REQUIREMENT — Copy each line containing the word "GameNameFull" from the records that follow, please.

Entries taken from a collection —
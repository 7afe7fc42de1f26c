//! Inlining of named fragments
//!
//! `[FRAGMENT=name]` is replaced by the named fragment's text. Fragments may
//! reference other fragments; they are expanded recursively before any field
//! or conditional processing happens on the result.

use crate::error::{Error, Result};
use regex::Regex;
use std::collections::HashMap;
use std::sync::LazyLock;

static FRAGMENT: LazyLock<Regex> = LazyLock::new(|| {
    Regex::new(r"\[FRAGMENT=([a-zA-Z0-9./]*)\]").expect("fragment regex is valid")
});

/// Supplies fragment text by name.
pub trait FragmentSource {
    /// Returns `None` when no fragment of that name exists.
    fn fragment(&self, name: &str) -> Option<String>;
}

impl<F> FragmentSource for F
where
    F: Fn(&str) -> Option<String>,
{
    fn fragment(&self, name: &str) -> Option<String> {
        self(name)
    }
}

/// In-memory fragment store, keyed by fragment name.
#[derive(Debug, Clone, Default, PartialEq, Eq)]
pub struct Fragments(HashMap<String, String>);

impl Fragments {
    pub fn new() -> Self {
        Self::default()
    }

    pub fn insert(&mut self, name: impl Into<String>, text: impl Into<String>) {
        self.0.insert(name.into(), text.into());
    }

    pub fn len(&self) -> usize {
        self.0.len()
    }

    pub fn is_empty(&self) -> bool {
        self.0.is_empty()
    }
}

impl FromIterator<(String, String)> for Fragments {
    fn from_iter<T: IntoIterator<Item = (String, String)>>(iter: T) -> Self {
        Self(iter.into_iter().collect())
    }
}

impl FragmentSource for Fragments {
    fn fragment(&self, name: &str) -> Option<String> {
        self.0.get(name).cloned()
    }
}

/// A source with no fragments at all.
#[derive(Debug, Clone, Copy, Default)]
pub struct NoFragments;

impl FragmentSource for NoFragments {
    fn fragment(&self, _name: &str) -> Option<String> {
        None
    }
}

/// Expands every fragment reference in `text`.
///
/// A missing fragment is fatal, as is a fragment that ends up including
/// itself.
pub fn expand_fragments(text: &str, source: &dyn FragmentSource) -> Result<String> {
    let mut chain = Vec::new();
    expand(text, source, &mut chain)
}

fn expand(text: &str, source: &dyn FragmentSource, chain: &mut Vec<String>) -> Result<String> {
    let mut expanded = String::with_capacity(text.len());
    let mut last = 0;

    for caps in FRAGMENT.captures_iter(text) {
        let (Some(whole), Some(name)) = (caps.get(0), caps.get(1)) else {
            continue;
        };
        let name = name.as_str();
        expanded.push_str(&text[last..whole.start()]);
        last = whole.end();

        if chain.iter().any(|n| n == name) {
            chain.push(name.to_string());
            return Err(Error::FragmentCycle { chain: chain.join(" -> ") });
        }

        let fragment = source
            .fragment(name)
            .ok_or_else(|| Error::FragmentNotFound { name: name.to_string() })?;

        chain.push(name.to_string());
        let inner = expand(&fragment, source, chain)?;
        chain.pop();

        expanded.push_str(&inner);
    }

    expanded.push_str(&text[last..]);
    Ok(expanded)
}

#[cfg(test)]
mod tests {
    use super::*;

    fn fragments(entries: &[(&str, &str)]) -> Fragments {
        entries.iter().map(|(k, v)| (k.to_string(), v.to_string())).collect()
    }

    #[test]
    fn text_without_fragments_is_unchanged() {
        assert_eq!(expand_fragments("plain [GAME_NAME]", &NoFragments).unwrap(), "plain [GAME_NAME]");
    }

    #[test]
    fn inlines_fragment_text() {
        let source = fragments(&[("gradle/deploy.fragment", "deploy {}")]);
        let expanded = expand_fragments("a\n[FRAGMENT=gradle/deploy.fragment]\nb", &source).unwrap();
        assert_eq!(expanded, "a\ndeploy {}\nb");
    }

    #[test]
    fn expands_nested_fragments() {
        let source = fragments(&[
            ("outer", "<[FRAGMENT=inner]>"),
            ("inner", "[IF=A]x[/IF=A]"),
        ]);
        assert_eq!(
            expand_fragments("[FRAGMENT=outer][FRAGMENT=inner]", &source).unwrap(),
            "<[IF=A]x[/IF=A]>[IF=A]x[/IF=A]"
        );
    }

    #[test]
    fn missing_fragment_is_fatal() {
        let err = expand_fragments("[FRAGMENT=absent.fragment]", &NoFragments).unwrap_err();
        assert!(matches!(err, Error::FragmentNotFound { ref name } if name == "absent.fragment"));
    }

    #[test]
    fn self_reference_is_detected() {
        let source = fragments(&[("a", "x[FRAGMENT=b]"), ("b", "y[FRAGMENT=a]")]);
        let err = expand_fragments("[FRAGMENT=a]", &source).unwrap_err();
        assert!(matches!(err, Error::FragmentCycle { ref chain } if chain == "a -> b -> a"));
    }

    #[test]
    fn closures_are_fragment_sources() {
        let source = |name: &str| (name == "greeting").then(|| "hello".to_string());
        assert_eq!(expand_fragments("[FRAGMENT=greeting]!", &source).unwrap(), "hello!");
    }

    #[test]
    fn repeated_fragment_is_not_a_cycle() {
        let source = fragments(&[("a", "1")]);
        assert_eq!(expand_fragments("[FRAGMENT=a][FRAGMENT=a]", &source).unwrap(), "11");
    }
}
use jme_initializer::{
    cli::{get_args, get_log_level_from_verbose, run},
    error::default_error_handler,
};

fn main() {
    let args = get_args();
    env_logger::Builder::new().filter_level(get_log_level_from_verbose(args.verbose)).init();

    if let Err(err) = run(args) {
        default_error_handler(err);
    }
}
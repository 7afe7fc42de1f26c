//! Merge fields and their resolved replacement text

use crate::catalog::{Artifact, Library};
use crate::constants::{platforms, DEFAULT_REPOSITORIES, JME_VERSION_PROPERTY};
use crate::sanitize::{
    package_path_to_directory_path, sanitize_to_class_identifier, sanitize_to_package_path,
};
use indexmap::IndexMap;
use regex::{Captures, Regex};
use std::collections::{BTreeSet, HashMap};
use std::fmt::Display;
use std::sync::LazyLock;

/// Anything that looks like a field reference; unknown names are left alone.
pub(crate) static FIELD_TOKEN: LazyLock<Regex> = LazyLock::new(|| {
    Regex::new(r"\[([A-Z][A-Z0-9_]*)\]").expect("field token regex is valid")
});

/// A named field, written as `[NAME]` in template paths and contents.
#[derive(Debug, Clone, Copy, PartialEq, Eq, Hash)]
pub enum MergeField {
    /// The game name exactly as the user typed it.
    GameNameFull,
    /// The game name as a class identifier.
    GameName,
    GamePackage,
    GamePackageFolder,
    JmeVersion,
    /// Core platform libraries, versioned by the platform version property.
    JmeDependencies,
    VrSpecialisedDependencies,
    AndroidSpecialisedDependencies,
    DesktopSpecialisedDependencies,
    AllNonJmeNonSpecialisedDependencies,
    /// Every non-platform dependency, specialised or not, without blank lines.
    AllNonJmeDependencies,
    MavenRepos,
    CsvLibraries,
}

impl MergeField {
    /// Platform specialised dependency fields and the platform they collect.
    pub const SPECIALISED: [(MergeField, &'static str); 3] = [
        (MergeField::VrSpecialisedDependencies, platforms::JME_VR),
        (MergeField::AndroidSpecialisedDependencies, platforms::JME_ANDROID),
        (MergeField::DesktopSpecialisedDependencies, platforms::JME_DESKTOP),
    ];

    pub fn name(&self) -> &'static str {
        match self {
            MergeField::GameNameFull => "GAME_NAME_FULL",
            MergeField::GameName => "GAME_NAME",
            MergeField::GamePackage => "GAME_PACKAGE",
            MergeField::GamePackageFolder => "GAME_PACKAGE_FOLDER",
            MergeField::JmeVersion => "JME_VERSION",
            MergeField::JmeDependencies => "JME_DEPENDENCIES",
            MergeField::VrSpecialisedDependencies => "VR_SPECIALISED_DEPENDENCIES",
            MergeField::AndroidSpecialisedDependencies => "ANDROID_SPECIALISED_DEPENDENCIES",
            MergeField::DesktopSpecialisedDependencies => "DESKTOP_SPECIALISED_DEPENDENCIES",
            MergeField::AllNonJmeNonSpecialisedDependencies => {
                "ALL_NON_JME_NON_SPECIALISED_DEPENDENCIES"
            }
            MergeField::AllNonJmeDependencies => "ALL_NON_JME_DEPENDENCIES",
            MergeField::MavenRepos => "MAVEN_REPOS",
            MergeField::CsvLibraries => "CSV_LIBRARIES",
        }
    }

    /// The field as it appears in template text, e.g. `[GAME_NAME]`.
    pub fn token(&self) -> String {
        format!("[{}]", self.name())
    }
}

impl Display for MergeField {
    fn fmt(&self, f: &mut std::fmt::Formatter<'_>) -> std::fmt::Result {
        write!(f, "{}", self.name())
    }
}

/// What the field resolver needs from a generation request.
#[derive(Debug, Clone, Copy)]
pub struct FieldInputs<'a> {
    pub game_name: &'a str,
    pub package_name: &'a str,
    pub libraries: &'a [Library],
    pub jme_version: &'a str,
    /// `group:artifact` → version.
    pub library_versions: &'a HashMap<String, String>,
}

/// Field name → replacement text, fully resolved before any substitution.
#[derive(Debug, Clone, Default, PartialEq, Eq)]
pub struct MergeFields {
    values: IndexMap<String, String>,
}

impl MergeFields {
    pub fn resolve(inputs: &FieldInputs<'_>) -> Self {
        let mut fields = Self::default();
        let libraries = inputs.libraries;
        let versions = inputs.library_versions;

        let class_name = sanitize_to_class_identifier(inputs.game_name);
        let mut package = sanitize_to_package_path(inputs.package_name);
        if package.is_empty() {
            package = sanitize_to_package_path(&class_name);
        }
        let package_folder = package_path_to_directory_path(&package);

        fields.insert(MergeField::GameNameFull, inputs.game_name);
        fields.insert(MergeField::GameName, class_name);
        fields.insert(MergeField::GamePackage, package);
        fields.insert(MergeField::GamePackageFolder, package_folder);
        fields.insert(MergeField::JmeVersion, inputs.jme_version);
        fields.insert(MergeField::JmeDependencies, jme_dependencies(libraries));

        let mut all_non_jme = Vec::new();
        for (field, platform) in MergeField::SPECIALISED {
            let block = specialised_dependencies(libraries, versions, platform);
            all_non_jme.push(block.clone());
            fields.insert(field, block);
        }
        let non_specialised = non_specialised_dependencies(libraries, versions);
        all_non_jme.push(non_specialised.clone());
        fields.insert(MergeField::AllNonJmeNonSpecialisedDependencies, non_specialised);
        fields.insert(
            MergeField::AllNonJmeDependencies,
            eliminate_empty_lines(&all_non_jme.join("\n")),
        );

        fields.insert(MergeField::MavenRepos, maven_repos(libraries));
        fields.insert(MergeField::CsvLibraries, csv_libraries(libraries));
        fields
    }

    fn insert(&mut self, field: MergeField, value: impl Into<String>) {
        self.values.insert(field.name().to_string(), value.into());
    }

    pub fn get(&self, field: MergeField) -> Option<&str> {
        self.by_name(field.name())
    }

    /// Looks up a field by its bare name (without brackets).
    pub fn by_name(&self, name: &str) -> Option<&str> {
        self.values.get(name).map(String::as_str)
    }

    /// Replaces every known field reference in `text` with its value.
    ///
    /// Single pass: replacement text is never scanned again.
    pub fn replace_all(&self, text: &str) -> String {
        FIELD_TOKEN
            .replace_all(text, |caps: &Captures<'_>| match self.by_name(&caps[1]) {
                Some(value) => value.to_string(),
                None => caps[0].to_string(),
            })
            .into_owned()
    }

    /// Fields in resolution order.
    pub fn iter(&self) -> impl Iterator<Item = (&str, &str)> {
        self.values.iter().map(|(k, v)| (k.as_str(), v.as_str()))
    }
}

fn implementation_line(artifact: &Artifact, versions: &HashMap<String, String>) -> String {
    format!("implementation '{}:{}'", artifact.coordinate(), artifact.resolve_version(versions))
}

/// Core platform libraries, other than the platforms themselves which the
/// templates hard code.
fn jme_dependencies(libraries: &[Library]) -> String {
    libraries
        .iter()
        .filter(|l| l.uses_jme_version && !l.is_platform())
        .flat_map(|l| &l.artifacts)
        .map(|artifact| {
            let version = match &artifact.pin_version {
                Some(pinned) => format!("'{pinned}'"),
                None => JME_VERSION_PROPERTY.to_string(),
            };
            format!("implementation '{}:' + {version}", artifact.coordinate())
        })
        .collect::<Vec<_>>()
        .join("\n")
}

fn specialised_dependencies(
    libraries: &[Library],
    versions: &HashMap<String, String>,
    platform: &str,
) -> String {
    libraries
        .iter()
        .filter(|l| !l.uses_jme_version && l.is_specialised_to(platform))
        .flat_map(|l| &l.artifacts)
        .map(|artifact| implementation_line(artifact, versions))
        .collect::<Vec<_>>()
        .join("\n")
}

fn non_specialised_dependencies(
    libraries: &[Library],
    versions: &HashMap<String, String>,
) -> String {
    libraries
        .iter()
        .filter(|l| !l.uses_jme_version && !l.is_specialised())
        .flat_map(|l| &l.artifacts)
        .map(|artifact| implementation_line(artifact, versions))
        .collect::<Vec<_>>()
        .join("\n")
}

/// Sorted, de-duplicated repositories including the defaults.
fn maven_repos(libraries: &[Library]) -> String {
    let repos: BTreeSet<&str> = DEFAULT_REPOSITORIES
        .iter()
        .copied()
        .chain(libraries.iter().flat_map(|l| l.additional_maven_repos.iter().map(String::as_str)))
        .collect();
    repos.into_iter().collect::<Vec<_>>().join("\n")
}

/// Form-encoded library keys, comma separated.
fn csv_libraries(libraries: &[Library]) -> String {
    libraries
        .iter()
        .map(|l| url::form_urlencoded::byte_serialize(l.key.as_bytes()).collect::<String>())
        .collect::<Vec<_>>()
        .join(",")
}

/// Drops blank (empty or whitespace only) lines.
pub fn eliminate_empty_lines(input: &str) -> String {
    input.lines().filter(|l| !l.trim().is_empty()).collect::<Vec<_>>().join("\n")
}
//! Template bundle configuration

use crate::constants::{
    CONFIG_FILENAMES, DEFAULT_BLOB_PATTERNS, DEFAULT_FRAGMENTS_DIR, DEFAULT_JME_VERSION,
    DEFAULT_TEMPLATE_SUFFIX,
};
use crate::error::{Error, Result};
use globset::{Glob, GlobSet, GlobSetBuilder};
use log::debug;
use serde::Deserialize;
use std::path::Path;

/// Settings a template bundle may declare next to its templates.
///
/// Every field is optional in the file; a bundle without any configuration
/// file gets [`GeneratorConfig::default`].
#[derive(Debug, Clone, PartialEq, Eq, Deserialize)]
#[serde(deny_unknown_fields)]
pub struct GeneratorConfig {
    #[serde(default = "get_default_template_suffix")]
    pub template_suffix: String,
    /// Template paths copied byte for byte.
    #[serde(default = "get_default_blob_patterns")]
    pub blob_patterns: Vec<String>,
    #[serde(default = "get_default_jme_version")]
    pub jme_version: String,
    #[serde(default = "get_default_fragments_dir")]
    pub fragments_dir: String,
    /// Extra paths left out of the template tree.
    #[serde(default)]
    pub ignore: Vec<String>,
}

impl Default for GeneratorConfig {
    fn default() -> Self {
        Self {
            template_suffix: get_default_template_suffix(),
            blob_patterns: get_default_blob_patterns(),
            jme_version: get_default_jme_version(),
            fragments_dir: get_default_fragments_dir(),
            ignore: Vec::new(),
        }
    }
}

impl GeneratorConfig {
    /// Loads the first configuration file found in `template_root`.
    pub fn load<P: AsRef<Path>>(template_root: P) -> Result<Self> {
        let template_root = template_root.as_ref();

        for config_file_name in CONFIG_FILENAMES.iter() {
            let config_file_path = template_root.join(config_file_name);

            if config_file_path.exists() {
                debug!("Loading configuration from {}", config_file_path.display());
                let content = std::fs::read_to_string(&config_file_path)?;
                return Self::parse(config_file_name, &content);
            }
        }

        debug!("No configuration file in {}, using defaults", template_root.display());
        Ok(Self::default())
    }

    /// Parses `content` according to the extension of `file_name`.
    pub fn parse(file_name: &str, content: &str) -> Result<Self> {
        let config: Self = if file_name.ends_with(".json") {
            serde_json::from_str(content)?
        } else {
            serde_yaml::from_str(content)?
        };
        Ok(config)
    }

    pub fn validate(&self) -> Result<(), Error> {
        if !self.template_suffix.starts_with('.') || self.template_suffix.len() < 2 {
            return Err(Error::ConfigValidation(
                "template_suffix must start with '.' and have at least 1 character after it"
                    .into(),
            ));
        }
        if self.fragments_dir.trim_matches('/').is_empty() {
            return Err(Error::ConfigValidation("fragments_dir must not be empty".into()));
        }
        self.blob_globs()?;
        self.ignore_globs()?;
        Ok(())
    }

    pub fn blob_globs(&self) -> Result<GlobSet> {
        build_globset(&self.blob_patterns)
    }

    pub fn ignore_globs(&self) -> Result<GlobSet> {
        build_globset(&self.ignore)
    }
}

fn build_globset(patterns: &[String]) -> Result<GlobSet> {
    let mut builder = GlobSetBuilder::new();
    for pattern in patterns {
        builder.add(Glob::new(pattern)?);
    }
    Ok(builder.build()?)
}

fn get_default_template_suffix() -> String {
    DEFAULT_TEMPLATE_SUFFIX.to_string()
}

fn get_default_blob_patterns() -> Vec<String> {
    DEFAULT_BLOB_PATTERNS.iter().map(|p| p.to_string()).collect()
}

fn get_default_jme_version() -> String {
    DEFAULT_JME_VERSION.to_string()
}

fn get_default_fragments_dir() -> String {
    DEFAULT_FRAGMENTS_DIR.to_string()
}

SOLUTION FOR THIS PROBLEM —
    GameNameFull,
            MergeField::GameNameFull => "GAME_NAME_FULL",
        fields.insert(MergeField::GameNameFull, inputs.game_name);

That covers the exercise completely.